Neurocognitive correlates of emotional stimulus processing in pediatric bipolar disorder: a review.

Heather R Rosen1, Brendan A Rich.   

Abstract

Despite low prevalence rates in epidemiological studies, recent research suggests that bipolar disorder (BD) is being diagnosed at increasingly high rates in children and adolescents. To clarify the nosological boundaries of the disorder, studies of the clinical presentation of bipolar youth should be complemented with examinations of cognitive and neural functioning. More specifically, delineating the neurocognitive functioning of youth with BD when processing emotional stimuli may best elucidate how certain emotional contexts elicit symptoms that characterize pediatric BD. This information has the potential to clarify causes of pediatric BD, and to confirm the diagnosis of BD in youth. In this article, we discuss the affective, behavioral, cognitive, and neurological functioning of youth with BD when processing emotional stimuli. We focus on studies that have employed paradigms involving pictures and words with emotional valence, faces with emotional expressions, and responses to reward and punishment. The most consistent results on behavior are from studies involving facial stimuli, which find that youth with BD display a tendency to mislabel face emotions.
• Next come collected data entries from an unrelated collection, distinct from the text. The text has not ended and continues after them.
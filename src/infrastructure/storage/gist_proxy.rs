use std::sync::Arc;

use async_trait::async_trait;
use http::Method;
use serde_json::json;

use crate::application::ports::http_transport::{HttpRequest, HttpTransport};
use crate::application::ports::link_store::StoreError;
use crate::application::ports::snapshot_store::SnapshotStore;
use crate::domain::links::link::Snapshot;
use crate::infrastructure::storage::envelope::error_from_envelope;

pub const PROXY_PATH: &str = "api/github-proxy";

/// Forwards snapshot reads and writes to a `/api/github-proxy` endpoint that
/// holds the GitHub token, so the caller never sees it.
pub struct GistProxySnapshotStore {
    transport: Arc<dyn HttpTransport>,
    endpoint: String,
    gist_id: String,
}

impl GistProxySnapshotStore {
    pub fn new(transport: Arc<dyn HttpTransport>, proxy_url: &str, gist_id: &str) -> Self {
        let endpoint = if proxy_url.ends_with('/') {
            format!("{proxy_url}{PROXY_PATH}")
        } else {
            format!("{proxy_url}/{PROXY_PATH}")
        };
        Self {
            transport,
            endpoint,
            gist_id: gist_id.trim().to_string(),
        }
    }

    pub fn endpoint(&self) -> &str {
        &self.endpoint
    }

    async fn call(&self, context: &str, body: serde_json::Value) -> Result<Snapshot, StoreError> {
        if self.gist_id.is_empty() {
            return Err(StoreError::Configuration("GIST_ID is not configured".into()));
        }
        let req = HttpRequest::new(Method::POST, self.endpoint.as_str())
            .json(&body)
            .map_err(|e| StoreError::decode(context, e))?;
        let resp = self
            .transport
            .send(req)
            .await
            .map_err(|e| StoreError::transport(context, e))?;
        if !resp.is_success() {
            return Err(error_from_envelope(context, &resp));
        }
        resp.json().map_err(|e| StoreError::decode(context, e))
    }
}

#[async_trait]
impl SnapshotStore for GistProxySnapshotStore {
    fn backend_name(&self) -> &'static str {
        "gist-proxy"
    }

    async fn load(&self) -> Result<Snapshot, StoreError> {
        self.call(
            "failed to fetch data",
            json!({ "action": "get", "gistId": self.gist_id }),
        )
        .await
    }

    async fn save(&self, snapshot: Snapshot) -> Result<Snapshot, StoreError> {
        self.call(
            "failed to save data",
            json!({ "action": "update", "gistId": self.gist_id, "data": snapshot }),
        )
        .await
    }
}
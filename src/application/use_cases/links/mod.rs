pub mod create_link;
pub mod delete_link;
pub mod increment_download;
pub mod list_links;
pub mod update_link;

use crate::application::ports::link_store::{StoreError, ensure_id};
use crate::domain::links::link::LinkId;

fn require_id(id: Option<LinkId>) -> Result<LinkId, StoreError> {
    let id = id.ok_or_else(|| StoreError::Validation("link id is required".into()))?;
    ensure_id(&id)?;
    Ok(id)
}
use std::path::{Path, PathBuf};

use async_trait::async_trait;
use chrono::Utc;

use crate::application::ports::link_store::StoreError;
use crate::application::ports::snapshot_store::SnapshotStore;
use crate::domain::links::link::Snapshot;

pub const LOCAL_STORAGE_KEY: &str = "cloud_share_links";

/// Key/value persistence on the local filesystem under one fixed key. Never
/// fails observably: read problems yield an empty snapshot and write problems
/// are only logged.
#[derive(Debug, Clone)]
pub struct LocalSnapshotStore {
    dir: PathBuf,
}

impl LocalSnapshotStore {
    pub fn new(dir: impl Into<PathBuf>) -> Self {
        Self { dir: dir.into() }
    }

    pub fn path(&self) -> PathBuf {
        self.dir.join(format!("{LOCAL_STORAGE_KEY}.json"))
    }

    pub async fn get(&self) -> Snapshot {
        let path = self.path();
        let text = match tokio::fs::read_to_string(&path).await {
            Ok(text) => text,
            Err(e) if e.kind() == std::io::ErrorKind::NotFound => return Snapshot::empty(),
            Err(e) => {
                tracing::error!(error = ?e, path = %path.display(), "local_snapshot_read_failed");
                return Snapshot::empty();
            }
        };
        serde_json::from_str(&text).unwrap_or_else(|e| {
            tracing::error!(error = ?e, path = %path.display(), "local_snapshot_corrupt");
            Snapshot::empty()
        })
    }

    pub async fn put(&self, snapshot: Snapshot) -> Snapshot {
        let stamped = Snapshot {
            last_update: Some(Utc::now()),
            ..snapshot
        };
        if let Err(e) = write_json(&self.dir, &self.path(), &stamped).await {
            tracing::error!(error = ?e, dir = %self.dir.display(), "local_snapshot_write_failed");
        }
        stamped
    }
}

async fn write_json(dir: &Path, path: &Path, snapshot: &Snapshot) -> anyhow::Result<()> {
    tokio::fs::create_dir_all(dir).await?;
    let text = serde_json::to_string(snapshot)?;
    let tmp = path.with_extension("json.tmp");
    tokio::fs::write(&tmp, text).await?;
    tokio::fs::rename(&tmp, path).await?;
    Ok(())
}

#[async_trait]
impl SnapshotStore for LocalSnapshotStore {
    fn backend_name(&self) -> &'static str {
        "local"
    }

    async fn load(&self) -> Result<Snapshot, StoreError> {
        Ok(self.get().await)
    }

    async fn save(&self, snapshot: Snapshot) -> Result<Snapshot, StoreError> {
        Ok(self.put(snapshot).await)
    }
}
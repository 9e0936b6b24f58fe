use chrono::{DateTime, Utc};
use serde::{Deserialize, Deserializer, Serialize};

use crate::domain::links::link::{Link, LinkId, SNAPSHOT_VERSION, Snapshot};

/// Persisted snake_case row, as stored in the `links` table and returned by
/// `/api/data`.
#[derive(Debug, Clone, PartialEq, Serialize, Deserialize)]
pub struct LinkRow {
    #[serde(default, skip_serializing_if = "Option::is_none")]
    pub id: Option<LinkId>,
    pub name: String,
    pub url: String,
    #[serde(default, deserialize_with = "null_as_default")]
    pub code: String,
    #[serde(default, deserialize_with = "null_as_default")]
    pub description: String,
    #[serde(default, deserialize_with = "null_as_default")]
    pub tags: Vec<String>,
    #[serde(default, deserialize_with = "null_as_default")]
    pub download_count: u64,
    pub create_time: DateTime<Utc>,
    pub update_time: DateTime<Utc>,
}

fn null_as_default<'de, D, T>(deserializer: D) -> Result<T, D::Error>
where
    D: Deserializer<'de>,
    T: Default + Deserialize<'de>,
{
    Option::<T>::deserialize(deserializer).map(Option::unwrap_or_default)
}

impl From<LinkRow> for Link {
    fn from(r: LinkRow) -> Self {
        Link {
            id: r.id,
            name: r.name,
            url: r.url,
            code: r.code,
            description: r.description,
            tags: r.tags,
            download_count: r.download_count,
            create_time: r.create_time,
            update_time: r.update_time,
        }
    }
}

impl From<Link> for LinkRow {
    fn from(l: Link) -> Self {
        LinkRow {
            id: l.id,
            name: l.name,
            url: l.url,
            code: l.code,
            description: l.description,
            tags: l.tags,
            download_count: l.download_count,
            create_time: l.create_time,
            update_time: l.update_time,
        }
    }
}

/// Snapshot envelope whose links are rows; the `GET /api/data` body.
#[derive(Debug, Clone, PartialEq, Serialize, Deserialize)]
#[serde(rename_all = "camelCase")]
pub struct RowSnapshot {
    #[serde(default)]
    pub links: Vec<LinkRow>,
    #[serde(default)]
    pub last_update: Option<DateTime<Utc>>,
    #[serde(default = "row_snapshot_version")]
    pub version: String,
}

fn row_snapshot_version() -> String {
    SNAPSHOT_VERSION.to_string()
}

impl From<Snapshot> for RowSnapshot {
    fn from(s: Snapshot) -> Self {
        RowSnapshot {
            links: s.links.into_iter().map(Into::into).collect(),
            last_update: s.last_update,
            version: s.version,
        }
    }
}

impl From<RowSnapshot> for Snapshot {
    fn from(s: RowSnapshot) -> Self {
        Snapshot {
            links: s.links.into_iter().map(Into::into).collect(),
            last_update: s.last_update,
            version: s.version,
        }
    }
}
// Module layout (Clean Architecture style)
// - bootstrap: configuration, storage selection and startup wiring
// - infrastructure: storage adapters (Supabase, Gist, proxy, local) and HTTP transport
// - presentation: `/api/data`, `/api/github-proxy` and health handlers
// - application: ports, DTOs and link use cases
// - domain: link and snapshot models

pub mod application;
pub mod bootstrap;
pub mod domain;
pub mod infrastructure;
pub mod presentation;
Neurological data demonstrate that emotion-processing deficits in pediatric BD involve dysfunction within a distributed fronto-striatal-limbic network, including the dorsolateral and ventrolateral prefrontal cortex, anterior cingulate cortex, striatum, and amygdala. These data may begin to clarify why BD youth present with poor social functioning and deficits in regulating their affect and behavior.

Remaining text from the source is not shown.